Records supplied →
———

use serde::{Deserialize, Serialize};

use crate::{ConfigError, Evaluation, GameState};

#[derive(Debug, Clone, PartialEq, Serialize, Deserialize)]
#[serde(default)]
pub struct ScoringConfig {
    /// Base points at session start and after any miss.
    pub base_points_start: u32,
    /// Base points for a level that follows one finished without a miss.
    pub perfect_base_points: u32,
    /// Streak at which the multiplier stops doubling.
    pub max_streak: u32,
    pub iq_start: f64,
    pub iq_min: f64,
    pub iq_max: f64,
    pub iq_failure_penalty: f64,
    pub iq_level_bonus: f64,
    pub iq_speed_factor: f64,
    /// Resets the streak after every matched target instead of only on level completion.
    pub reset_streak_per_target: bool,
}

impl Default for ScoringConfig {
    fn default() -> Self {
        Self {
            base_points_start: 5,
            perfect_base_points: 6,
            max_streak: 5,
            iq_start: 100.0,
            iq_min: 70.0,
            iq_max: 200.0,
            iq_failure_penalty: 1.5,
            iq_level_bonus: 4.0,
            iq_speed_factor: 0.1,
            reset_streak_per_target: false,
        }
    }
}

impl ScoringConfig {
    pub fn validate(&self) -> Result<(), ConfigError> {
        if self.max_streak == 0 {
            return Err(ConfigError::new("scoring.max_streak", "must be positive"));
        }
        if self.base_points_start == 0 || self.perfect_base_points == 0 {
            return Err(ConfigError::new("scoring", "base points must be positive"));
        }
        let values = [
            self.iq_start,
            self.iq_min,
            self.iq_max,
            self.iq_failure_penalty,
            self.iq_level_bonus,
            self.iq_speed_factor,
        ];
        if values.iter().any(|v| !v.is_finite()) {
            return Err(ConfigError::new("scoring", "IQ parameters must be finite"));
        }
        if !(self.iq_min..=self.iq_max).contains(&self.iq_start) {
            return Err(ConfigError::new(
                "scoring.iq_start",
                format!("must lie within [{}, {}]", self.iq_min, self.iq_max),
            ));
        }
        Ok(())
    }

    /// Points for a success at `streak` (1-based) with the given base.
    ///
    /// The multiplier doubles per streak step up to `max_streak`.
    ///
    /// ```
    /// use numhex_engine::ScoringConfig;
    ///
    /// let config = ScoringConfig::default();
    /// let points: Vec<_> = (1..=7).map(|s| config.points_for(5, s)).collect();
    /// assert_eq!(points, [5, 10, 20, 40, 80, 80, 80]);
    /// ```
    #[must_use]
    pub fn points_for(&self, base_points: u32, streak: u32) -> u64 {
        let exponent = streak.saturating_sub(1).min(self.max_streak.saturating_sub(1));
        let multiplier = 1_u64.checked_shl(exponent).unwrap_or(u64::MAX);
        u64::from(base_points).saturating_mul(multiplier)
    }
}

/// What a single outcome did to the score.
#[derive(Debug, Clone, Copy, PartialEq, Eq)]
pub struct OutcomeReport {
    /// The path completed a target.
    pub matched: bool,
    /// Points added to the total; zero on a miss.
    pub points: u64,
    /// Every target of the level is now completed.
    pub level_completed: bool,
}

/// Applies evaluation outcomes to a [`GameState`].
#[derive(Debug, Clone)]
pub struct ScoringEngine {
    config: ScoringConfig,
}

impl ScoringEngine {
    #[must_use]
    pub fn new(config: ScoringConfig) -> Self {
        Self { config }
    }

    #[must_use]
    pub fn config(&self) -> &ScoringConfig {
        &self.config
    }

    /// Updates streak, score, targets and IQ for one evaluated path.
    ///
    /// A match against an already completed target counts as a miss.
    pub fn apply_outcome(&self, state: &mut GameState, evaluation: Evaluation) -> OutcomeReport {
        match evaluation {
            Evaluation::Matched { target_index, .. } if state.targets.complete(target_index) => {
                self.apply_success(state)
            }
            _ => {
                self.apply_failure(state);
                OutcomeReport {
                    matched: false,
                    points: 0,
                    level_completed: false,
                }
            }
        }
    }

    fn apply_success(&self, state: &mut GameState) -> OutcomeReport {
        let config = &self.config;
        state.streak = state.streak.saturating_add(1).min(config.max_streak);
        let points = config.points_for(state.base_points, state.streak);
        state.total_score = state.total_score.saturating_add(points);

        let level_completed = state.targets.all_completed();
        let mut gain = speed_bonus(points, state.elapsed_secs) * config.iq_speed_factor;
        if level_completed {
            gain += config.iq_level_bonus;
        }
        state.estimated_iq = (state.estimated_iq + gain).clamp(config.iq_min, config.iq_max);

        if config.reset_streak_per_target {
            state.streak = 0;
        }
        OutcomeReport {
            matched: true,
            points,
            level_completed,
        }
    }

    fn apply_failure(&self, state: &mut GameState) {
        let config = &self.config;
        state.streak = 0;
        state.base_points = config.base_points_start;
        state.last_level_perfect = false;
        state.estimated_iq =
            (state.estimated_iq - config.iq_failure_penalty).clamp(config.iq_min, config.iq_max);
    }

    /// Closes a level whose targets are all completed.
    #[expect(clippy::unused_self)]
    pub fn finish_level(&self, state: &mut GameState) {
        state.streak = 0;
        state.level += 1;
    }

    /// Prepares the base points of the level about to start.
    pub fn start_next_level(&self, state: &mut GameState) {
        state.base_points = if state.last_level_perfect {
            self.config.perfect_base_points
        } else {
            self.config.base_points_start
        };
        state.last_level_perfect = true;
        state.streak = 0;
    }
}

#[expect(clippy::cast_precision_loss)]
fn speed_bonus(points: u64, elapsed_secs: u32) -> f64 {
    points as f64 / (f64::from(elapsed_secs) + 1.0)
}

———

Assignment →
The response should be every record above restated exactly.

Response to the exercise →
use serde::{Deserialize, Serialize};

use crate::{ConfigError, Evaluation, GameState};

#[derive(Debug, Clone, PartialEq, Serialize, Deserialize)]
#[serde(default)]
pub struct ScoringConfig {
    /// Base points at session start and after any miss.
    pub base_points_start: u32,
    /// Base points for a level that follows one finished without a miss.
    pub perfect_base_points: u32,
    /// Streak at which the multiplier stops doubling.
    pub max_streak: u32,
    pub iq_start: f64,
    pub iq_min: f64,
    pub iq_max: f64,
    pub iq_failure_penalty: f64,
    pub iq_level_bonus: f64,
    pub iq_speed_factor: f64,
    /// Resets the streak after every matched target instead of only on level completion.
    pub reset_streak_per_target: bool,
}

impl Default for ScoringConfig {
    fn default() -> Self {
        Self {
            base_points_start: 5,
            perfect_base_points: 6,
            max_streak: 5,
            iq_start: 100.0,
            iq_min: 70.0,
            iq_max: 200.0,
            iq_failure_penalty: 1.5,
            iq_level_bonus: 4.0,
            iq_speed_factor: 0.1,
            reset_streak_per_target: false,
        }
    }
}

impl ScoringConfig {
    pub fn validate(&self) -> Result<(), ConfigError> {
        if self.max_streak == 0 {
            return Err(ConfigError::new("scoring.max_streak", "must be positive"));
        }
        if self.base_points_start == 0 || self.perfect_base_points == 0 {
            return Err(ConfigError::new("scoring", "base points must be positive"));
        }
        let values = [
            self.iq_start,
            self.iq_min,
            self.iq_max,
            self.iq_failure_penalty,
            self.iq_level_bonus,
            self.iq_speed_factor,
        ];
        if values.iter().any(|v| !v.is_finite()) {
            return Err(ConfigError::new("scoring", "IQ parameters must be finite"));
        }
        if !(self.iq_min..=self.iq_max).contains(&self.iq_start) {
            return Err(ConfigError::new(
                "scoring.iq_start",
                format!("must lie within [{}, {}]", self.iq_min, self.iq_max),
            ));
        }
        Ok(())
    }

    /// Points for a success at `streak` (1-based) with the given base.
    ///
    /// The multiplier doubles per streak step up to `max_streak`.
    ///
    /// ```
    /// use numhex_engine::ScoringConfig;
    ///
    /// let config = ScoringConfig::default();
    /// let points: Vec<_> = (1..=7).map(|s| config.points_for(5, s)).collect();
    /// assert_eq!(points, [5, 10, 20, 40, 80, 80, 80]);
    /// ```
    #[must_use]
    pub fn points_for(&self, base_points: u32, streak: u32) -> u64 {
        let exponent = streak.saturating_sub(1).min(self.max_streak.saturating_sub(1));
        let multiplier = 1_u64.checked_shl(exponent).unwrap_or(u64::MAX);
        u64::from(base_points).saturating_mul(multiplier)
    }
}

/// What a single outcome did to the score.
#[derive(Debug, Clone, Copy, PartialEq, Eq)]
pub struct OutcomeReport {
    /// The path completed a target.
    pub matched: bool,
    /// Points added to the total; zero on a miss.
    pub points: u64,
    /// Every target of the level is now completed.
    pub level_completed: bool,
}

/// Applies evaluation outcomes to a [`GameState`].
#[derive(Debug, Clone)]
pub struct ScoringEngine {
    config: ScoringConfig,
}

impl ScoringEngine {
    #[must_use]
    pub fn new(config: ScoringConfig) -> Self {
        Self { config }
    }

    #[must_use]
    pub fn config(&self) -> &ScoringConfig {
        &self.config
    }

    /// Updates streak, score, targets and IQ for one evaluated path.
    ///
    /// A match against an already completed target counts as a miss.
    pub fn apply_outcome(&self, state: &mut GameState, evaluation: Evaluation) -> OutcomeReport {
        match evaluation {
            Evaluation::Matched { target_index, .. } if state.targets.complete(target_index) => {
                self.apply_success(state)
            }
            _ => {
                self.apply_failure(state);
                OutcomeReport {
                    matched: false,
                    points: 0,
                    level_completed: false,
                }
            }
        }
    }

    fn apply_success(&self, state: &mut GameState) -> OutcomeReport {
        let config = &self.config;
        state.streak = state.streak.saturating_add(1).min(config.max_streak);
        let points = config.points_for(state.base_points, state.streak);
        state.total_score = state.total_score.saturating_add(points);

        let level_completed = state.targets.all_completed();
        let mut gain = speed_bonus(points, state.elapsed_secs) * config.iq_speed_factor;
        if level_completed {
            gain += config.iq_level_bonus;
        }
        state.estimated_iq = (state.estimated_iq + gain).clamp(config.iq_min, config.iq_max);

        if config.reset_streak_per_target {
            state.streak = 0;
        }
        OutcomeReport {
            matched: true,
            points,
            level_completed,
        }
    }

    fn apply_failure(&self, state: &mut GameState) {
        let config = &self.config;
        state.streak = 0;
        state.base_points = config.base_points_start;
        state.last_level_perfect = false;
        state.estimated_iq =
            (state.estimated_iq - config.iq_failure_penalty).clamp(config.iq_min, config.iq_max);
    }

    /// Closes a level whose targets are all completed.
    #[expect(clippy::unused_self)]
    pub fn finish_level(&self, state: &mut GameState) {
        state.streak = 0;
        state.level += 1;
    }

    /// Prepares the base points of the level about to start.
    pub fn start_next_level(&self, state: &mut GameState) {
        state.base_points = if state.last_level_perfect {
            self.config.perfect_base_points
        } else {
            self.config.base_points_start
        };
        state.last_level_perfect = true;
        state.streak = 0;
    }
}

#[expect(clippy::cast_precision_loss)]
fn speed_bonus(points: u64, elapsed_secs: u32) -> f64 {
    points as f64 / (f64::from(elapsed_secs) + 1.0)
}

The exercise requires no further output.